# Sealing an Airbox - How do you really know...



## highmark

I'll be sealing my airbox on my 500 X2. However, after installing a new Uni filter and RVT'ing the entire box; how do you know if it's really sealed unless you reopen it again?


----------



## MUDFORCE750

If you have snorkels you can plug the intake snorkel, if it dies your good. If not you have a leak. Make sure you give the RVT time to dry before trying.


----------



## countryboy61283

MUDFORCE750 said:


> If you have snorkels you can plug the intake snorkel, if it dies your good. If not you have a leak. Make sure you give the RVT time to dry before trying.


Agreed


----------



## highmark

Great thanks for the quick response.


----------



## lilbigtonka

That's not the case I have had several instances with friends bikes or even my own where it will die like that was listen and you hear a leak......my gf foreman had water in airbox when we thought it was safe.....so to answer that question if it shuts off don't think it is waterproof 

the wetter the better


----------



## JPs300

It has to shut-off within in a couple seconds on a carb bike, on an efi bike it's far from the best test as the ecu will adjust the fuel till it finally runs completely out of air. 
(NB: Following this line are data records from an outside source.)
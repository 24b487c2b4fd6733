//! Fetcher trait for pluggable page retrieval.
//!
//! Two interchangeable strategies implement it: a direct HTTP fetch with a
//! browser-like signature, and a fetch through a JavaScript-rendering proxy.
//! Everything downstream of the fetch is identical for both.
//!
//! # Usage
//!
//! ```rust,ignore
//! use listing_extraction::{Fetcher, HttpFetcher};
//!
//! let fetcher = HttpFetcher::new()?;
//! let page = fetcher.fetch("https://www.ebay.com/itm/123").await?;
//! println!("{} bytes of HTML", page.html.len());
//! ```

use async_trait::async_trait;
use chrono::{DateTime, Utc};
use serde::{Deserialize, Serialize};

use crate::error::FetchResult;

/// Raw HTML returned by a fetcher.
#[derive(Debug, Clone, Serialize, Deserialize)]
pub struct RawPage {
    /// URL that was requested
    pub url: String,

    /// URL after redirects (same as `url` when unknown)
    pub final_url: String,

    /// Response body
    pub html: String,

    /// HTTP status of the final response
    pub status: u16,

    /// Content-Type header if present
    pub content_type: Option<String>,

    /// When the content was fetched
    pub fetched_at: DateTime<Utc>,
}

impl RawPage {
    /// Create a successful page with minimal fields.
    pub fn new(url: impl Into<String>, html: impl Into<String>) -> Self {
        let url = url.into();
        Self {
            final_url: url.clone(),
            url,
            html: html.into(),
            status: 200,
            content_type: Some("text/html".to_string()),
            fetched_at: Utc::now(),
        }
    }

    /// Set the post-redirect URL.
    pub fn with_final_url(mut self, final_url: impl Into<String>) -> Self {
        self.final_url = final_url.into();
        self
    }

    /// Set the status code.
    pub fn with_status(mut self, status: u16) -> Self {
        self.status = status;
        self
    }

    /// Set the content type.
    pub fn with_content_type(mut self, content_type: impl Into<String>) -> Self {
        self.content_type = Some(content_type.into());
        self
    }
}

/// Retrieves raw HTML for one URL.
///
/// Implementations make exactly one attempt. Retry policy belongs to the
/// caller.
///
/// - `HttpFetcher` - direct fetch, fast, no script execution
/// - `RenderingProxyFetcher` - rendering proxy, slow, paid, sees client-rendered content
/// - `MockFetcher` - canned responses for tests
#[async_trait]
pub trait Fetcher: Send + Sync {
    /// Fetch a single URL.
    ///
    /// Non-2xx responses are `FetchError::Status`; network failures are
    /// `FetchError::Transport`.
    async fn fetch(&self, url: &str) -> FetchResult<RawPage>;

    /// Get the fetcher name (for logging/debugging).
    fn name(&self) -> &str {
        "unknown"
    }
}
//! Marketplace Listing Extraction Library
//!
//! Turns a clothing listing page from a second-hand marketplace into a
//! best-effort structured record (title, price, condition, item specifics,
//! seller description) plus a plain-text summary for downstream readers.
//!
//! # Design Philosophy
//!
//! **Degrade, don't fail.**
//!
//! - Marketplace HTML is unreliable and changes often; every field has an
//!   ordered list of strategies and a missing field is a normal outcome
//! - Sources are applied from most to least trusted, and a value is never
//!   overwritten once set
//! - Only a bad URL, a missing credential or a failed primary fetch abort
//!   a request
//!
//! # Usage
//!
//! ```rust,ignore
//! use std::sync::Arc;
//! use listing_extraction::{ExtractOptions, HttpFetcher, ListingExtractor, RenderingProxyFetcher};
//!
//! let extractor = ListingExtractor::new(Arc::new(HttpFetcher::new()?))
//!     .with_rendering(Arc::new(RenderingProxyFetcher::from_env()?));
//!
//! let record = extractor
//!     .extract_listing("https://www.ebay.com/itm/1234", ExtractOptions::direct())
//!     .await?;
//!
//! println!("{}", record.summary);
//! ```
//!
//! # Modules
//!
//! - [`traits`] - The `Fetcher` abstraction
//! - [`types`] - Listing record and configuration types
//! - [`pipeline`] - Structured data, strategy tables, specifics, description, summary
//! - [`fetchers`] - Direct, rendering-proxy and mock fetchers
//! - [`security`] - Marketplace allow-list and credential handling
//! - [`text`] - Markup stripping and text normalization
//! - [`testing`] - Fixture builders for tests

pub mod error;
pub mod fetchers;
pub mod pipeline;
pub mod security;
pub mod testing;
pub mod text;
pub mod traits;
pub mod types;

// Re-export core types at crate root
pub use error::{ExtractionError, FetchError, FetchResult, Result};
pub use traits::fetcher::{Fetcher, RawPage};
pub use types::{
    config::{ExtractOptions, ExtractionConfig},
    listing::{ExtractionStatus, Field, FieldSource, ListingRecord, PartialListing},
};

// Re-export the extractor and pipeline components
pub use pipeline::{
    build_summary, DescriptionResolution, DescriptionResolver, ListingExtractor,
    MANUAL_ENTRY_FALLBACK, NO_DESCRIPTION_NOTE, STRATEGY_VERSION,
};

// Re-export fetchers
pub use fetchers::{HttpFetcher, MockFetcher, RenderingProxyFetcher};

// Re-export security
pub use security::{SecretString, SourceAllowlist, DEFAULT_MARKETPLACE_DOMAINS};

// Re-export testing utilities
pub use testing::{ListingPage, TestScenario};
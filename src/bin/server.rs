use std::env;
use std::net::SocketAddr;
use std::path::PathBuf;
use std::sync::Arc;

use anyhow::{Context, Result};
use tracing_subscriber::{layer::SubscriberExt, util::SubscriberInitExt};

use bili_relations_rs::RelationClient;
use bili_relations_rs::server::build_app;

/// Server configuration
struct ServerConfig {
    port: u16,
    config_path: PathBuf,
}

impl ServerConfig {
    fn from_env() -> Self {
        Self {
            port: env::var("PORT")
                .ok()
                .and_then(|p| p.parse().ok())
                .unwrap_or(3000),
            config_path: env::var("BILI_CONFIG")
                .map(PathBuf::from)
                .unwrap_or_else(|_| PathBuf::from("config.json")),
        }
    }
}

#[tokio::main]
async fn main() -> Result<()> {
    tracing_subscriber::registry()
        .with(
            tracing_subscriber::EnvFilter::try_from_default_env()
                .unwrap_or_else(|_| "server=info,bili_relations_rs=info,tower_http=debug".into()),
        )
        .with(tracing_subscriber::fmt::layer())
        .init();

    let config = ServerConfig::from_env();

    // Configuration problems stop the server before any network activity
    tracing::info!("Loading config from {}", config.config_path.display());
    let client = Arc::new(
        RelationClient::from_path(&config.config_path)
            .context("Failed to initialize relation client")?,
    );
    if client.is_dry_run() {
        tracing::info!("Dry run enabled: relation changes are simulated");
    }

    let app = build_app(client);

    let addr = SocketAddr::from(([0, 0, 0, 0], config.port));
    tracing::info!("Server listening on {}", addr);

    let listener = tokio::net::TcpListener::bind(addr).await?;
    axum::serve(listener, app)
        .with_graceful_shutdown(shutdown_signal())
        .await
        .context("Server error")?;

    tracing::info!("Server shut down gracefully");
    Ok(())
}

/// Graceful shutdown signal handler
async fn shutdown_signal() {
    use tokio::signal;

    let ctrl_c = async {
        if let Err(e) = signal::ctrl_c().await {
            tracing::error!("Failed to install Ctrl+C handler: {}", e);
            std::future::pending::<()>().await;
        }
    };

    #[cfg(unix)]
    let terminate = async {
        match signal::unix::signal(signal::unix::SignalKind::terminate()) {
            Ok(mut sig) => {
                sig.recv().await;
            }
            Err(e) => {
                tracing::error!("Failed to install SIGTERM handler: {}", e);
                std::future::pending::<()>().await;
            }
        }
    };

    #[cfg(not(unix))]
    let terminate = std::future::pending::<()>();

    tokio::select! {
        _ = ctrl_c => {
            tracing::info!("Received Ctrl+C, shutting down gracefully...");
        }
        _ = terminate => {
            tracing::info!("Received SIGTERM, shutting down gracefully...");
        }
    }
}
Do it right and trust your work. My new ham only had 2hrs and a few min on it when I dropped in a hole that end up going past the racks.....snorkels tested & approved.


----------



## lilbigtonka

and that is honestly your best test dunk it and check it not buy pulling the lid of either check it though a drain plug....


----------



## Polaris425

seal it, start it, and hold a match or something w/ a small flame or something that will put off a little smoke real close to the edge and go all the way around. If there is a spot on the lid that isnt sealed then you should see the flame/smoke pull towards the box.

*Disclaimer: Dont set anything on fire.


----------



## blue beast

could you spray ether around it???.. wouldnt it idle up if it sucks it in


----------



## Polaris425

yeah that would probably work too


----------



## oldmanbrute

Polaris425 said:


> seal it, start it, and hold a match or something w/ a small flame or something that will put off a little smoke real close to the edge and go all the way around. If there is a spot on the lid that isnt sealed then you should see the flame/smoke pull towards the box.
> 
> *Disclaimer: Dont set anything on fire.


 
How bout using incense? You can get your ZEN on while you're working on it.


----------



## jrpro130

I just put my hand up to the snorkel to make it die, you can usually hear air leaks. I wait until it dies then leave my hand there listen for the noise. 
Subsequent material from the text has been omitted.